Blur drummer Dave Rowntree’s releasing debut album “Radio Songs”
|Blur-drummer Dave Rowntree released his debut album, “Radio Songs” through Cooking Vinyl. Featuring the single, “Tape Measure,” and a handful of introductory tracks that have introduced Rowntree’s own music some thirty-two years after Blur’s debut record Leisure was released back in 1991.
“Radio has been a constant for me,” Rowntree reflects. “It’s been one of the steadying factors in my life.” Hence the title of “Radio Songs”, Dave Rowntree’s debut solo album. Many of the songs on it began life with his recordings of the weird and wonderful sounds of atmospheric static in-between stations, using them as the foundations upon which he built the tracks.

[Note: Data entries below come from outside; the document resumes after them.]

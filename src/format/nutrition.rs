use html_escape::encode_text;
use serde::Deserialize;
use std::convert::Infallible;
use std::fmt;
use std::str::FromStr;

use crate::json_ld::{Nutrient, NutritionInformation, RecipeYield};

/// Language of the rendered nutrition table
#[derive(Debug, Clone, Copy, PartialEq, Eq, Default, Deserialize)]
#[serde(from = "String")]
pub enum Locale {
    #[default]
    En,
    De,
}

impl Locale {
    /// Map a locale tag such as `de`, `de_DE` or `en-GB`. Unsupported languages fall back to English.
    pub fn from_tag(tag: &str) -> Self {
        let language = tag.trim().split(['_', '-']).next().unwrap_or_default();
        if language.eq_ignore_ascii_case("de") {
            Locale::De
        } else {
            Locale::En
        }
    }

    fn heading(self) -> &'static str {
        match self {
            Locale::En => "Nutrition Information",
            Locale::De => "Nährwertangaben",
        }
    }

    fn serving_size(self) -> &'static str {
        match self {
            Locale::En => "Serving Size",
            Locale::De => "Portionsgröße",
        }
    }

    fn label(self, nutrient: Nutrient) -> &'static str {
        match (self, nutrient) {
            (Locale::En, Nutrient::Calories) => "Calories",
            (Locale::En, Nutrient::Carbohydrate) => "Carbohydrates",
            (Locale::En, Nutrient::Cholesterol) => "Cholesterol",
            (Locale::En, Nutrient::Fat) => "Fat",
            (Locale::En, Nutrient::Fiber) => "Fiber",
            (Locale::En, Nutrient::Protein) => "Protein",
            (Locale::En, Nutrient::SaturatedFat) => "Saturated Fat",
            (Locale::En, Nutrient::Sodium) => "Sodium",
            (Locale::En, Nutrient::Sugar) => "Sugar",
            (Locale::En, Nutrient::TransFat) => "Trans Fat",
            (Locale::En, Nutrient::UnsaturatedFat) => "Unsaturated Fat",
            (Locale::De, Nutrient::Calories) => "Kalorien",
            (Locale::De, Nutrient::Carbohydrate) => "Kohlenhydrate",
            (Locale::De, Nutrient::Cholesterol) => "Cholesterin",
            (Locale::De, Nutrient::Fat) => "Fett",
            (Locale::De, Nutrient::Fiber) => "Ballaststoffe",
            (Locale::De, Nutrient::Protein) => "Eiweiß",
            (Locale::De, Nutrient::SaturatedFat) => "Gesättigte Fettsäuren",
            (Locale::De, Nutrient::Sodium) => "Natrium",
            (Locale::De, Nutrient::Sugar) => "Zucker",
            (Locale::De, Nutrient::TransFat) => "Transfettsäuren",
            (Locale::De, Nutrient::UnsaturatedFat) => "Ungesättigte Fettsäuren",
        }
    }
}

impl From<String> for Locale {
    fn from(tag: String) -> Self {
        Locale::from_tag(&tag)
    }
}

impl FromStr for Locale {
    type Err = Infallible;

    fn from_str(tag: &str) -> Result<Self, Self::Err> {
        Ok(Locale::from_tag(tag))
    }
}

impl fmt::Display for Locale {
    fn fmt(&self, f: &mut fmt::Formatter<'_>) -> fmt::Result {
        match self {
            Locale::En => write!(f, "en"),
            Locale::De => write!(f, "de"),
        }
    }
}

/// Render the nutrition table: heading, one row per present nutrient in
/// fixed order, then a serving-size line.
///
/// The serving size comes from the nutrition object itself, else from the
/// first entry of `servings_fallback`. Without either the line is omitted.
pub fn render_nutrition(
    nutrition: &NutritionInformation,
    servings_fallback: Option<&RecipeYield>,
    locale: Locale,
) -> String {
    let mut html = format!("<h4>{}</h4><table><tbody>", locale.heading());
    for (nutrient, value) in nutrition.present() {
        html.push_str(&format!(
            "<tr><td>{}</td><td>{}</td></tr>",
            locale.label(nutrient),
            encode_text(value)
        ));
    }
    html.push_str("</tbody></table>");

    let serving_size = nutrition
        .serving_size
        .as_deref()
        .or_else(|| servings_fallback.and_then(RecipeYield::first));
    if let Some(serving_size) = serving_size {
        html.push_str(&format!(
            "<p>{}: {}</p>",
            locale.serving_size(),
            encode_text(serving_size)
        ));
    }

    html
}

#[cfg(test)]
mod tests {
    use super::*;

    fn sample() -> NutritionInformation {
        NutritionInformation {
            calories: Some("200".to_string()),
            serving_size: Some("1 cup".to_string()),
            ..Default::default()
        }
    }

    #[test]
    fn test_locale_from_tag() {
        assert_eq!(Locale::from_tag("de"), Locale::De);
        assert_eq!(Locale::from_tag("de_AT"), Locale::De);
        assert_eq!(Locale::from_tag("DE-de"), Locale::De);
        assert_eq!(Locale::from_tag("en"), Locale::En);
        assert_eq!(Locale::from_tag("fr"), Locale::En);
        assert_eq!(Locale::from_tag(""), Locale::En);
    }

    #[test]
    fn test_english_table() {
        let html = render_nutrition(&sample(), None, Locale::En);
        assert_eq!(
            html,
            "<h4>Nutrition Information</h4><table><tbody>\
             <tr><td>Calories</td><td>200</td></tr>\
             </tbody></table><p>Serving Size: 1 cup</p>"
        );
    }

    #[test]
    fn test_german_table() {
        let html = render_nutrition(&sample(), None, Locale::De);
        assert!(html.contains("Nährwertangaben"));
        assert!(html.contains("<tr><td>Kalorien</td><td>200</td></tr>"));
        assert!(html.ends_with("<p>Portionsgröße: 1 cup</p>"));
    }

    #[test]
    fn test_rows_follow_fixed_order() {
        let nutrition = NutritionInformation {
            unsaturated_fat_content: Some("3 g".to_string()),
            sodium_content: Some("120 mg".to_string()),
            calories: Some("310".to_string()),
            ..Default::default()
        };
        let html = render_nutrition(&nutrition, None, Locale::En);

        let calories = html.find("Calories").unwrap();
        let sodium = html.find("Sodium").unwrap();
        let unsaturated = html.find("Unsaturated Fat").unwrap();
        assert!(calories < sodium && sodium < unsaturated);
        assert!(!html.contains("Serving Size"));
    }

    #[test]
    fn test_serving_size_fallbacks() {
        let nutrition = NutritionInformation {
            fat_content: Some("9 g".to_string()),
            ..Default::default()
        };

        let list = RecipeYield::List(vec!["4".to_string(), "4 bowls".to_string()]);
        let html = render_nutrition(&nutrition, Some(&list), Locale::En);
        assert!(html.ends_with("<p>Serving Size: 4</p>"));

        let scalar = RecipeYield::Text("2 portions".to_string());
        let html = render_nutrition(&nutrition, Some(&scalar), Locale::En);
        assert!(html.ends_with("<p>Serving Size: 2 portions</p>"));

        let own = NutritionInformation {
            serving_size: Some("100 g".to_string()),
            ..nutrition
        };
        let html = render_nutrition(&own, Some(&scalar), Locale::En);
        assert!(html.ends_with("<p>Serving Size: 100 g</p>"));
    }

    #[test]
    fn test_values_are_escaped() {
        let nutrition = NutritionInformation {
            sugar_content: Some("<5 g".to_string()),
            ..Default::default()
        };
        let html = render_nutrition(&nutrition, None, Locale::En);
        assert!(html.contains("<td>&lt;5 g</td>"));
    }
}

‘The idea of “Radio Songs” is me spinning through the dial,’ he explains. ‘It sounds like you’ve got a radio tuned to some static and you spin the dial, and the song pops out of it. And then you spin the dial again, and the song dissolves back into the static.’ Moreover, each of the songs on the record finds Rowntree exploring significant turning points in his life.

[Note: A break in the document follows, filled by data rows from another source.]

use serde::Serialize;

use crate::format::{render_nutrition, Locale};
use crate::json_ld::{NutritionInformation, RecipeYield};
use crate::model::Recipe;

/// What to append to the method text of a pantry recipe
#[derive(Debug, Clone, Copy, Default)]
pub struct DraftOptions {
    pub embed_nutrition: bool,
    pub embed_video: bool,
    pub locale: Locale,
}

/// Recipe body as the pantry service expects it
#[derive(Debug, Clone, PartialEq, Serialize)]
pub struct PantryRecipeDraft {
    pub name: String,
    /// HTML method text
    pub description: String,
    pub base_servings: u32,
    /// Uploaded separately from the recipe body
    #[serde(skip)]
    pub image_url: Option<String>,
}

impl PantryRecipeDraft {
    pub fn from_recipe(recipe: &Recipe, options: &DraftOptions) -> Self {
        let mut description = recipe.steps.clone();

        if options.embed_nutrition {
            if let Some(nutrition) = stored_nutrition(recipe) {
                let fallback = recipe
                    .nutrition_servings
                    .clone()
                    .or_else(|| (recipe.servings > 0).then(|| recipe.servings.to_string()))
                    .map(RecipeYield::Text);
                description.push_str(&render_nutrition(
                    &nutrition,
                    fallback.as_ref(),
                    options.locale,
                ));
            }
        }

        if options.embed_video {
            if let Some(embed) = recipe.video_url.as_deref().and_then(youtube_embed) {
                description.push_str(&embed);
            }
        }

        Self {
            name: recipe.name.clone(),
            description,
            base_servings: recipe.servings,
            image_url: recipe.image_url.clone(),
        }
    }
}

/// Rebuild a nutrition object from the flat columns; `None` when nothing was stored
fn stored_nutrition(recipe: &Recipe) -> Option<NutritionInformation> {
    let nutrition = NutritionInformation {
        calories: recipe.calories.clone(),
        carbohydrate_content: recipe.carbohydrate_content.clone(),
        cholesterol_content: recipe.cholesterol_content.clone(),
        fat_content: recipe.fat_content.clone(),
        fiber_content: recipe.fiber_content.clone(),
        protein_content: recipe.protein_content.clone(),
        saturated_fat_content: recipe.saturated_fat_content.clone(),
        sodium_content: recipe.sodium_content.clone(),
        sugar_content: recipe.sugar_content.clone(),
        trans_fat_content: recipe.trans_fat_content.clone(),
        unsaturated_fat_content: recipe.unsaturated_fat_content.clone(),
        ..Default::default()
    };
    let has_values = nutrition.present().next().is_some();
    has_values.then_some(nutrition)
}

/// Player markup for YouTube links; other video hosts are not embedded.
pub fn youtube_embed(video_url: &str) -> Option<String> {
    let id = ["https://www.youtube.com/watch?v=", "https://youtube.com/watch?v=", "https://youtu.be/"]
        .iter()
        .find_map(|prefix| video_url.strip_prefix(prefix))?;
    let id = id.split(['&', '?', '#']).next().unwrap_or_default();
    if id.is_empty() {
        return None;
    }

    Some(format!(
        r#"<p><iframe frameborder="0" src="//www.youtube.com/embed/{id}" width="640" height="360" class="note-video-clip"></iframe><br></p>"#
    ))
}

#[cfg(test)]
mod tests {
    use super::*;

    fn recipe() -> Recipe {
        Recipe {
            name: "Pancakes".to_string(),
            url: "https://example.com/pancakes".to_string(),
            steps: "<ol><li>Mix</li></ol>".to_string(),
            image_url: Some("https://example.com/pancakes.jpg".to_string()),
            servings: 4,
            ..Recipe::default()
        }
    }

    #[test]
    fn test_plain_draft() {
        let draft = PantryRecipeDraft::from_recipe(&recipe(), &DraftOptions::default());
        assert_eq!(draft.name, "Pancakes");
        assert_eq!(draft.description, "<ol><li>Mix</li></ol>");
        assert_eq!(draft.base_servings, 4);

        let body = serde_json::to_value(&draft).unwrap();
        assert_eq!(
            body,
            serde_json::json!({
                "name": "Pancakes",
                "description": "<ol><li>Mix</li></ol>",
                "base_servings": 4
            })
        );
    }

    #[test]
    fn test_nutrition_uses_servings_fallback() {
        let recipe = Recipe {
            calories: Some("250".to_string()),
            ..recipe()
        };
        let options = DraftOptions {
            embed_nutrition: true,
            locale: Locale::De,
            ..DraftOptions::default()
        };

        let draft = PantryRecipeDraft::from_recipe(&recipe, &options);
        assert!(draft.description.contains("<td>Kalorien</td><td>250</td>"));
        assert!(draft.description.ends_with("<p>Portionsgröße: 4</p>"));
    }

    #[test]
    fn test_nutrition_prefers_stored_serving_size() {
        let recipe = Recipe {
            calories: Some("250".to_string()),
            nutrition_servings: Some("2 pancakes".to_string()),
            ..recipe()
        };
        let options = DraftOptions {
            embed_nutrition: true,
            ..DraftOptions::default()
        };

        let draft = PantryRecipeDraft::from_recipe(&recipe, &options);
        assert!(draft.description.ends_with("<p>Serving Size: 2 pancakes</p>"));
    }

    #[test]
    fn test_no_stored_nutrition_adds_nothing() {
        let options = DraftOptions {
            embed_nutrition: true,
            ..DraftOptions::default()
        };
        let draft = PantryRecipeDraft::from_recipe(&recipe(), &options);
        assert_eq!(draft.description, "<ol><li>Mix</li></ol>");
    }

    #[test]
    fn test_video_embed() {
        let recipe = Recipe {
            video_url: Some("https://www.youtube.com/watch?v=abc123&t=42".to_string()),
            ..recipe()
        };
        let options = DraftOptions {
            embed_video: true,
            ..DraftOptions::default()
        };

        let draft = PantryRecipeDraft::from_recipe(&recipe, &options);
        assert!(draft
            .description
            .ends_with(r#"src="//www.youtube.com/embed/abc123" width="640" height="360" class="note-video-clip"></iframe><br></p>"#));
    }

    #[test]
    fn test_youtube_embed_hosts() {
        assert!(youtube_embed("https://youtu.be/xyz").unwrap().contains("/embed/xyz\""));
        assert!(youtube_embed("https://example.com/video.mp4").is_none());
        assert!(youtube_embed("https://youtu.be/").is_none());
    }
}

Best known as the drummer in Blur, Dave Rowntree is also something of a polymath: film and TV composer, podcaster, light aircraft pilot (and instructor), lawyer, and former Labour councillor. ‘I’ve always been a bit of a nomad,’ he laughs. ‘Never quite satisfied. I suppose I’m endlessly ambitious, really.’ Those ambitions have led him to the creation of Radio Songs, which he points out is ‘an album that I’ve been musing on and chipping away at for a few years now.’
It’s a record set to surprise many people, being an electronic-based album with orchestral fringes, filled with great, tuneful songs delivered by Rowntree’s assured and expressive vocal performances. While down the years he’s provided backing vocals on many of Blur’s albums and onstage during their live sets, this is the first time the drummer has stepped up to the microphone as a singer in his own right. He says he didn’t particularly find the prospect daunting.
‘Less than you’d think, really,’ he notes with a chuckle. ‘I’m kind of unselfconscious in the studio, having spent half my working life there. What really helped was I took trumpet lessons during lockdown. Absolute disaster. My trumpet-playing sounds like wild geese being murdered by a fox. But that really nailed the breathing aspect of singing for me. I’m still experimenting with my voice.’
Produced by Leo Abrahams (Brian Eno, Ghostpoet, Wild Beasts), featuring co-writers including Gary Go and Högni Egilsson and stirring orchestrations recorded in Budapest, “Radio Songs” is a sonically expansive, but also deeply personal record. The slow-burning ballad “1000 Miles,” for example, is a remote long song expressing the difficulties in sustaining a relationship as a world-travelling musician.
‘I’d just had an argument with my girlfriend the morning when I set off for Iceland to work with Högni,’ Rowntree recalls. ‘Which is just the wrong thing to do, isn’t it? Because then there’s no chance of making up ‘til you get back again. And so that’s what the song is about. It’s like, ‘Oh God, I’m 1000 miles from home.’ That’s been a real problem…on tour with Blur, trying to keep a relationship going from the other side of the world.’
For the foreseeable future, however, Dave Rowntree’s focus will be back on music. He’s already thinking about a second album, along with the gargantuan shows he’s got booked throughout 2023 with Blur.